Beloved Scoundrel
Page 13
‘Tom knows that and that is why it means so much to him,” Nancy went on happily.
Fanny smiled. “I’m pleased that my short visit did some good.”
“He is clever. I think he can write a play,” the girl said.
“So do I,” Fanny agreed.
The visit to the hospital ward had been a revelation to her. It had also wearied her. As soon as she reached her room she rested for a little. She could not get the hospital out of her mmd. Then John Wilkes Booth came to get her and have her go to the theatre with him in his carriage.
She put on her shawl and prepared to leave with him. “I was resting,” she said. “Tonight is an important one.”
“It is,” the actor said, flamboyant as usual in his brown suit and black cloak. “Half of the big-wigs of Washington are coming to see us.
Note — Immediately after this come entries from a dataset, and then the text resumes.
//! Data Transfer Objects
//!
//! Wire formats exchanged with the hosting runtime, the model service and the
//! stream producer. DTOs stay close to the JSON shapes; domain types are derived from them.

pub mod event;
pub mod invocation;
pub mod model;
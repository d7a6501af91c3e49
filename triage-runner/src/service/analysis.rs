//! Analysis service
//!
//! Submits the prompt to the model and assembles the response. Whether the
//! model answers in one payload or in chunks, the result is the concatenation
//! of every chunk's text in arrival order. The stream is consumed to the end
//! before anything downstream runs.

use anyhow::{Context, Result};
use futures::StreamExt;
use std::sync::Arc;
use tracing::{debug, info};
use triage_core::domain::analysis::AnalysisResult;
use triage_core::dto::model::{InferenceParameters, InferenceRequest, chunk_text};
use triage_core::prompt::Prompt;

use crate::repository::ModelRepository;

pub struct AnalysisService {
    repository: Arc<dyn ModelRepository>,
    model_id: String,
    parameters: InferenceParameters,
}

impl AnalysisService {
    pub fn new(
        repository: Arc<dyn ModelRepository>,
        model_id: impl Into<String>,
        parameters: InferenceParameters,
    ) -> Self {
        Self {
            repository,
            model_id: model_id.into(),
            parameters,
        }
    }

    /// Invokes the model and concatenates the decoded chunks
    ///
    /// Any failure, including one in the middle of a stream, discards the
    /// partial text.
    pub async fn analyze(&self, prompt: &Prompt) -> Result<AnalysisResult> {
        let request = InferenceRequest::new(prompt, self.parameters);
        let response = self.repository.invoke(&self.model_id, &request).await?;

        let mut chunks = response.into_chunks();
        let mut analysis = AnalysisResult::default();
        let mut received = 0usize;

        while let Some(chunk) = chunks.next().await {
            let payload =
                chunk.with_context(|| format!("Model stream failed after {} chunk(s)", received))?;
            let fragment = chunk_text(&payload)
                .with_context(|| format!("Failed to decode response chunk {}", received))?;

            debug!("Chunk {}: {} characters", received, fragment.len());
            analysis.push_fragment(&fragment);
            received += 1;
        }

        info!(
            "Model {} returned {} chunk(s), {} characters of analysis",
            self.model_id,
            received,
            analysis.as_str().len()
        );

        Ok(analysis)
    }
}

#[cfg(test)]
mod tests {
    use super::*;
    use crate::testing::{Reply, ScriptedModel};

    fn service(model: Arc<ScriptedModel>) -> AnalysisService {
        AnalysisService::new(model, "test-model", InferenceParameters::default())
    }

    fn chunks(texts: &[&str]) -> Vec<String> {
        texts
            .iter()
            .map(|text| serde_json::json!({ "text": text }).to_string())
            .collect()
    }

    #[tokio::test]
    async fn test_chunks_concatenate_in_order() {
        let model = Arc::new(ScriptedModel::new(Reply::Chunks(chunks(&["a", "b", "c"]))));

        let analysis = service(model)
            .analyze(&Prompt::from_text("p"))
            .await
            .unwrap();

        assert_eq!(analysis.as_str(), "abc");
    }

    #[tokio::test]
    async fn test_metadata_chunks_add_nothing() {
        let mut replies = chunks(&["Severity: low"]);
        replies.push(r#"{"amazon-bedrock-invocationMetrics":{"outputTokenCount":4}}"#.to_string());
        let model = Arc::new(ScriptedModel::new(Reply::Chunks(replies)));

        let analysis = service(model)
            .analyze(&Prompt::from_text("p"))
            .await
            .unwrap();

        assert_eq!(analysis.as_str(), "Severity: low");
    }

    #[tokio::test]
    async fn test_single_payload_is_one_chunk() {
        let model = Arc::new(ScriptedModel::new(Reply::Payload(
            "Severity: low, system healthy".to_string(),
        )));

        let analysis = service(model)
            .analyze(&Prompt::from_text("p"))
            .await
            .unwrap();

        assert_eq!(analysis.as_str(), "Severity: low, system healthy");
    }

    #[tokio::test]
    async fn test_empty_stream_gives_empty_analysis() {
        let model = Arc::new(ScriptedModel::new(Reply::Chunks(Vec::new())));

        let analysis = service(model)
            .analyze(&Prompt::from_text("p"))
            .await
            .unwrap();

        assert_eq!(analysis.as_str(), "");
    }

    #[tokio::test]
    async fn test_stream_error_discards_partial_text() {
        let model = Arc::new(ScriptedModel::new(Reply::ChunksThenError(
            chunks(&["restart"]),
            "connection reset".to_string(),
        )));

        let err = service(model)
            .analyze(&Prompt::from_text("p"))
            .await
            .unwrap_err();

        assert!(format!("{:#}", err).contains("connection reset"));
    }

    #[tokio::test]
    async fn test_invoke_failure_propagates() {
        let model = Arc::new(ScriptedModel::new(Reply::Unavailable));
        assert!(service(model).analyze(&Prompt::from_text("p")).await.is_err());
    }

    #[tokio::test]
    async fn test_request_carries_prompt_and_parameters() {
        let model = Arc::new(ScriptedModel::new(Reply::Payload("ok".to_string())));
        let service = AnalysisService::new(
            model.clone(),
            "test-model",
            InferenceParameters {
                max_tokens: 42,
                temperature: 0.1,
            },
        );

        service.analyze(&Prompt::from_text("the prompt")).await.unwrap();

        let requests = model.requests();
        assert_eq!(requests.len(), 1);
        assert_eq!(requests[0].prompt, "the prompt");
        assert_eq!(requests[0].max_tokens_to_sample, 42);
    }
}
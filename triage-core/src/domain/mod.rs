//! Core domain types
//!
//! These types are created fresh for every invocation and discarded at the end of it.
//! They are shared between the client crate (wire payloads) and the runner (pipeline).

pub mod analysis;
pub mod invocation;
pub mod knowledge;
pub mod log;
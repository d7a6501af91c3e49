//! Triage Runner
//!
//! A worker that triages batches of application logs with a reasoning model
//! and terminates a compute instance when the model recommends a restart.
//!
//! Architecture:
//! - Configuration: Load settings from the environment, once at startup
//! - Repositories: Object storage, model, compute control plane, remediation ledger
//! - Services: Knowledge loading, analysis, remediation, and the pipeline chaining them
//! - Scheduler: Invocation polling against the hosting runtime
//!
//! Each invocation carries one batch of stream records. The runner decodes it,
//! asks the model for a severity assessment, acts on the verdict and posts the
//! result back to the runtime.

mod config;
mod db;
mod repository;
mod scheduler;
mod service;
#[cfg(test)]
mod testing;

use anyhow::{Context, Result};
use std::sync::Arc;
use tracing::{error, info, warn};
use tracing_subscriber::{layer::SubscriberExt, util::SubscriberInitExt};

use crate::config::Config;
use crate::repository::{
    HttpComputeRepository, HttpKnowledgeRepository, HttpModelRepository, InMemoryLedger,
    LedgerRepository, PgLedger,
};
use crate::scheduler::InvocationPoller;
use crate::service::{AnalysisService, KnowledgeLoader, RemediationService, TriagePipeline};
use triage_client::{ComputeClient, ModelClient, RuntimeClient, StorageClient};

#[tokio::main]
async fn main() -> Result<()> {
    // Initialize logging
    tracing_subscriber::registry()
        .with(
            tracing_subscriber::EnvFilter::try_from_default_env()
                .unwrap_or_else(|_| "triage_runner=info".into()),
        )
        .with(tracing_subscriber::fmt::layer())
        .init();

    info!("Starting Triage Runner");

    let config = load_config()?;
    info!(
        "Loaded configuration: model_id={}, knowledge_base={}/{}, instance_id={}",
        config.model_id, config.knowledge_base_bucket, config.knowledge_base_key, config.instance_id
    );

    let ledger = build_ledger(&config).await?;
    let pipeline = Arc::new(build_pipeline(&config, ledger));
    let runtime = Arc::new(RuntimeClient::new(config.runtime_api_url.clone()));

    info!("Runner initialized successfully");
    info!(
        "Model streaming: {}, invocation timeout: {:?}",
        config.model_streaming, config.invocation_timeout
    );

    let poller = InvocationPoller::new(config, runtime, pipeline);
    if let Err(e) = poller.run().await {
        error!("Poller error: {:#}", e);
        return Err(e);
    }

    Ok(())
}

/// Loads and validates configuration from environment variables
fn load_config() -> Result<Config> {
    let config = Config::from_env().context("Failed to load configuration")?;
    config.validate()?;
    Ok(config)
}

/// Picks the remediation ledger backend
///
/// Without a database the ledger only covers redeliveries to this process.
async fn build_ledger(config: &Config) -> Result<Arc<dyn LedgerRepository>> {
    match &config.database_url {
        Some(url) => {
            info!("Connecting to remediation ledger database");
            let pool = db::create_pool(url)
                .await
                .context("Failed to connect to database")?;
            db::run_migrations(&pool)
                .await
                .context("Failed to run migrations")?;
            Ok(Arc::new(PgLedger::new(pool)))
        }
        None => {
            warn!("DATABASE_URL not set, using in-memory remediation ledger");
            Ok(Arc::new(InMemoryLedger::new()))
        }
    }
}

fn build_pipeline(config: &Config, ledger: Arc<dyn LedgerRepository>) -> TriagePipeline {
    let knowledge = KnowledgeLoader::new(
        Arc::new(HttpKnowledgeRepository::new(StorageClient::new(
            config.storage_endpoint.clone(),
        ))),
        config.knowledge_base_bucket.clone(),
        config.knowledge_base_key.clone(),
    );

    let analysis = AnalysisService::new(
        Arc::new(HttpModelRepository::new(
            ModelClient::new(config.model_endpoint.clone()),
            config.model_streaming,
        )),
        config.model_id.clone(),
        config.inference,
    );

    let remediation = RemediationService::new(
        Arc::new(HttpComputeRepository::new(ComputeClient::new(
            config.compute_endpoint.clone(),
        ))),
        ledger,
        config.instance_id.clone(),
    );

    TriagePipeline::new(knowledge, analysis, remediation)
}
I have heard that even that confounded Abe Lincoln is attending.”
Fanny gave him a reproving look as they started down the stairs. “You mustn’t speak ill of our president.”
“And who says so?”
“I do for one,” she said as they reached the ground floor and went out to take the carriage.
The handsome John Wilkes Booth eyed her with some surprise as he stepped up into the carriage beside her and the carriage started for the theatre. He said, “What has put you in this patriotic mood?”
She told him about her visit to the hospital, ending with, “I promised Major Furlong we would do some sort of benefit for those poor men in his care.”
“You promised too much,” Booth told her. “It would suit you better to consult with Barnum and me first!”
She smiled at him. “I don’t think that important. I’m sure I can persuade you both to join me in the effort.”
John Wilkes Booth made no reply. As they reached the theatre she saw there were a long line of people waiting to purchase the cheap balcony seats which would go on sale when the doors were opened. She had rarely seen such a line.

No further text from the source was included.